BEGIN
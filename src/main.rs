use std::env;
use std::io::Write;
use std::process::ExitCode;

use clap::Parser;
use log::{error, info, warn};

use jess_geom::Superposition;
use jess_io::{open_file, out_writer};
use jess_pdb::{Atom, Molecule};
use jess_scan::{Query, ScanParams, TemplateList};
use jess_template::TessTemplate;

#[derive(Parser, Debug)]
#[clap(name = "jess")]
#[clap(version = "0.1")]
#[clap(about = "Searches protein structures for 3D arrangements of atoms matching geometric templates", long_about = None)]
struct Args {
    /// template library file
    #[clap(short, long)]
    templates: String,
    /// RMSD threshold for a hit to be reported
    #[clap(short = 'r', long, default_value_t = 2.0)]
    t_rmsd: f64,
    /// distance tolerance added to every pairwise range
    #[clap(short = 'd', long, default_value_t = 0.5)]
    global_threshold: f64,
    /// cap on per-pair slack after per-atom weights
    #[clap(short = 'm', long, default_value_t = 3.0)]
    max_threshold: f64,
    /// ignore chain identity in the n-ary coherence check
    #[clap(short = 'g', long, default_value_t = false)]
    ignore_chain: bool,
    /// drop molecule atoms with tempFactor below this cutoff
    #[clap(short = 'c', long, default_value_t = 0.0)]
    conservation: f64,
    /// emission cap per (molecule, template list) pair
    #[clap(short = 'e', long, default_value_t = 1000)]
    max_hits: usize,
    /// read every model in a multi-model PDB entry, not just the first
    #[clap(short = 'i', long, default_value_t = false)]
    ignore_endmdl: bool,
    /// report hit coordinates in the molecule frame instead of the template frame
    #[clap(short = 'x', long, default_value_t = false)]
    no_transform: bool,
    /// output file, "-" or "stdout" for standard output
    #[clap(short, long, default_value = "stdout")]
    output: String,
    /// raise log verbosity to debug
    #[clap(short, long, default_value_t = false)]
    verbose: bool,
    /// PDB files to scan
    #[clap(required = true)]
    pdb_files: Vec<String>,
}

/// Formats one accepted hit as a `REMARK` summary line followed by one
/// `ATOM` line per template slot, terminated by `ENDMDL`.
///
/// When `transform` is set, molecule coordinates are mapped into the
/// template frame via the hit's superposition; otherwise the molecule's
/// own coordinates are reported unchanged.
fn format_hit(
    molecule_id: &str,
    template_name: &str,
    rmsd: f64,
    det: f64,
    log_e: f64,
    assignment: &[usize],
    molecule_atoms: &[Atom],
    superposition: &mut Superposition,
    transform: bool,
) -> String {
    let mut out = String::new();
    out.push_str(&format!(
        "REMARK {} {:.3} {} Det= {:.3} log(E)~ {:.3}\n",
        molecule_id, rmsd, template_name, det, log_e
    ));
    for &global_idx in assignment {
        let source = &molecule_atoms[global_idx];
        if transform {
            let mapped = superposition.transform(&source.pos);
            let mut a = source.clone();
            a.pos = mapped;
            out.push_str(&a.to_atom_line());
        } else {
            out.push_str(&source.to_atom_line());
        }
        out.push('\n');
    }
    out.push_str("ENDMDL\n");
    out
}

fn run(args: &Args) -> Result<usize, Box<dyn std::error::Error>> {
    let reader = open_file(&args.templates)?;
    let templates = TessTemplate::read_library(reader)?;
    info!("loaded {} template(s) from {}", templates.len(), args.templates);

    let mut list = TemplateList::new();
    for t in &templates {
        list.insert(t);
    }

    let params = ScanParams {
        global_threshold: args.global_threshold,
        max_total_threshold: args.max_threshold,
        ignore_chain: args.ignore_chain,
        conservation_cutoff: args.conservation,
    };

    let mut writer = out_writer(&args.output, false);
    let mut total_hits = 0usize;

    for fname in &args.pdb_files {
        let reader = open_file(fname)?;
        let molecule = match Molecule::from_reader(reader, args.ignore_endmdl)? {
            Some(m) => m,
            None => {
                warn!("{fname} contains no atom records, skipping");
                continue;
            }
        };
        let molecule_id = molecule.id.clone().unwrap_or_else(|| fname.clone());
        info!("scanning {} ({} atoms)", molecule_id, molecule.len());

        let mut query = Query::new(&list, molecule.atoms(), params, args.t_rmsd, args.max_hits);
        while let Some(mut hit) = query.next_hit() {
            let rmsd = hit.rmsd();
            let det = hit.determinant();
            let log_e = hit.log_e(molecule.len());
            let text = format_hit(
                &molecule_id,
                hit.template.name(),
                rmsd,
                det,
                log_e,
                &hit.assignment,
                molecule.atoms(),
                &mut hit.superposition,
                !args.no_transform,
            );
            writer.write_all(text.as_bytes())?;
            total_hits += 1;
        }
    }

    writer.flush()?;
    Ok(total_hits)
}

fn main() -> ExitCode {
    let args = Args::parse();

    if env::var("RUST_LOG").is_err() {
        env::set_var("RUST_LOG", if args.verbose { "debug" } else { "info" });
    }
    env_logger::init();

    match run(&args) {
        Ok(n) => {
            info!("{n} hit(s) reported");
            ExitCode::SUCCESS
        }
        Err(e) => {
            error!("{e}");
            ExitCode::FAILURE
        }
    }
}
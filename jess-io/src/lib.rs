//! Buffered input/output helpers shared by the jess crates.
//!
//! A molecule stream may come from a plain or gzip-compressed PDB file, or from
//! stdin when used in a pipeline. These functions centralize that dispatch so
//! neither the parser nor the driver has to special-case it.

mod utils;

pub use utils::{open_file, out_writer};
END
BEGIN
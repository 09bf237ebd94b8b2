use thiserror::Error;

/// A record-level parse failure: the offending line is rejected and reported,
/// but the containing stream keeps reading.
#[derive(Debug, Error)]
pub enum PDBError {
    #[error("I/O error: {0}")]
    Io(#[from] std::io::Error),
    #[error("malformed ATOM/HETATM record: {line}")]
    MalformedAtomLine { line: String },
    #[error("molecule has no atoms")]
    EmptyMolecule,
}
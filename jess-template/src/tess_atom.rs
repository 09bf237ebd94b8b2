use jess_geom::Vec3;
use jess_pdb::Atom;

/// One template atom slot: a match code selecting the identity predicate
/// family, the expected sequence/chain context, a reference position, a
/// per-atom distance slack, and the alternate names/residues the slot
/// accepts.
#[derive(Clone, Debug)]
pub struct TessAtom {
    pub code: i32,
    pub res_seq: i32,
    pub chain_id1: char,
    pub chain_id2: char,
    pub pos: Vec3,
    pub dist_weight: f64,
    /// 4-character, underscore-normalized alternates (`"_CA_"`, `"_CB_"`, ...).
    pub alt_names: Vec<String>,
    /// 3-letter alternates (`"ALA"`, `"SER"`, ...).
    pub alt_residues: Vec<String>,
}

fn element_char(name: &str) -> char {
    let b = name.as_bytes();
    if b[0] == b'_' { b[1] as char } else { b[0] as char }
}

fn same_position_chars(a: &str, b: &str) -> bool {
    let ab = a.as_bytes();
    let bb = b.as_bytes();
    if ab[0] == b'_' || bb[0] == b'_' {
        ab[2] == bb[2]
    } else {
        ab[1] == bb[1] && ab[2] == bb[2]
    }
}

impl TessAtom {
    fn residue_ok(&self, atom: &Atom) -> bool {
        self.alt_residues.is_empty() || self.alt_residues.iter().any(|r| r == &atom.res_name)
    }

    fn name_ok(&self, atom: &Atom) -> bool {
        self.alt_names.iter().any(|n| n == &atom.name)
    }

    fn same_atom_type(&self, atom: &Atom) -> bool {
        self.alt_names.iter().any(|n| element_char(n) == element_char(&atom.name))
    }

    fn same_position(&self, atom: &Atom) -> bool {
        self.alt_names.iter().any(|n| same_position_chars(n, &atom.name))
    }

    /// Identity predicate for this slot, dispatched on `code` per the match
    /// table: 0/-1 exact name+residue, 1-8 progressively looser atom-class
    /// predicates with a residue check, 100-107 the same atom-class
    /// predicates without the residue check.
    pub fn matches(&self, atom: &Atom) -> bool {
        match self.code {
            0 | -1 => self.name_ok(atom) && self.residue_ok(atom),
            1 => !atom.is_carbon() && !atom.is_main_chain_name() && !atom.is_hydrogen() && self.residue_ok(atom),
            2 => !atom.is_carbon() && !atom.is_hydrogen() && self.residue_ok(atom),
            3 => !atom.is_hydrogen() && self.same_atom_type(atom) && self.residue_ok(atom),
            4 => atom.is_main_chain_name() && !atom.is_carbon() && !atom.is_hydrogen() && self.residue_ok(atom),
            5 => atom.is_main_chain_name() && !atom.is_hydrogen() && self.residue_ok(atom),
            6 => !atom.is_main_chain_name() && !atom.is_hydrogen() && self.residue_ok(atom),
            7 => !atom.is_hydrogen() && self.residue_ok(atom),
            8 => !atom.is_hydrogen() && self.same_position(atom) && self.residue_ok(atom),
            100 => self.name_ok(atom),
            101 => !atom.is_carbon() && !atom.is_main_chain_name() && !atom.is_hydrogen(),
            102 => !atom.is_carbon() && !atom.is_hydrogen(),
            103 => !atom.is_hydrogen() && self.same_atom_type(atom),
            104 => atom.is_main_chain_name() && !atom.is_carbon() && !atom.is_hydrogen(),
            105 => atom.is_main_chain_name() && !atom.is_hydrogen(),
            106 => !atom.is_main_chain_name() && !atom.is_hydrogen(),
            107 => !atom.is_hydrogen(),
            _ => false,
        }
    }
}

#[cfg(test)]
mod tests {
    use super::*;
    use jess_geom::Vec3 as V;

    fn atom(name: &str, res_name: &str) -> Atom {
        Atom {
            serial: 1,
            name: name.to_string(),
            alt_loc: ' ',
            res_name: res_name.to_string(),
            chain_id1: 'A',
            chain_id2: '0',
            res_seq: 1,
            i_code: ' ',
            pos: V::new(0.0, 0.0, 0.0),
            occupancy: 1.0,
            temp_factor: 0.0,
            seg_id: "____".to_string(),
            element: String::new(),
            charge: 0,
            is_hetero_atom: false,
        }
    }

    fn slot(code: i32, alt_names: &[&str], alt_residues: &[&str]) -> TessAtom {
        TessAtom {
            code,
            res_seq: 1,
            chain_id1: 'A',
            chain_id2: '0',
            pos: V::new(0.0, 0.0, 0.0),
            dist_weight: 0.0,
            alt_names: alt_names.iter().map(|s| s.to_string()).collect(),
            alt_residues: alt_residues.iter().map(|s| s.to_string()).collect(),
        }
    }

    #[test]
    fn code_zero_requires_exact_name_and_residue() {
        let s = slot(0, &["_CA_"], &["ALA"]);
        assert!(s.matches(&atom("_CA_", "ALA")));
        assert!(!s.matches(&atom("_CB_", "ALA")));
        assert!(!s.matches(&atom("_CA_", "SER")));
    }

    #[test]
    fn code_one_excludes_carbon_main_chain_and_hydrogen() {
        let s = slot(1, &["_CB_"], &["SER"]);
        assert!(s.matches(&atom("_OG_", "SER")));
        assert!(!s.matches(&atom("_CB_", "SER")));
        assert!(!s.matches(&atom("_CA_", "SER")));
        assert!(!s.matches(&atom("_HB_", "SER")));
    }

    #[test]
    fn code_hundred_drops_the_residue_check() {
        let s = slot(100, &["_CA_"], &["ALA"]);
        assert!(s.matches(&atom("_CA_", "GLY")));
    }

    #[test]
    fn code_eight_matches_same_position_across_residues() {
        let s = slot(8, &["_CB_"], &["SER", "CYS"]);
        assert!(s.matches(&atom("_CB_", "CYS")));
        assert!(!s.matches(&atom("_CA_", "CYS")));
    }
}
END
# [WORK ORDER]
Only a number is needed here: how many lines of the data include the word "slot"?

# [RESPONSE]
9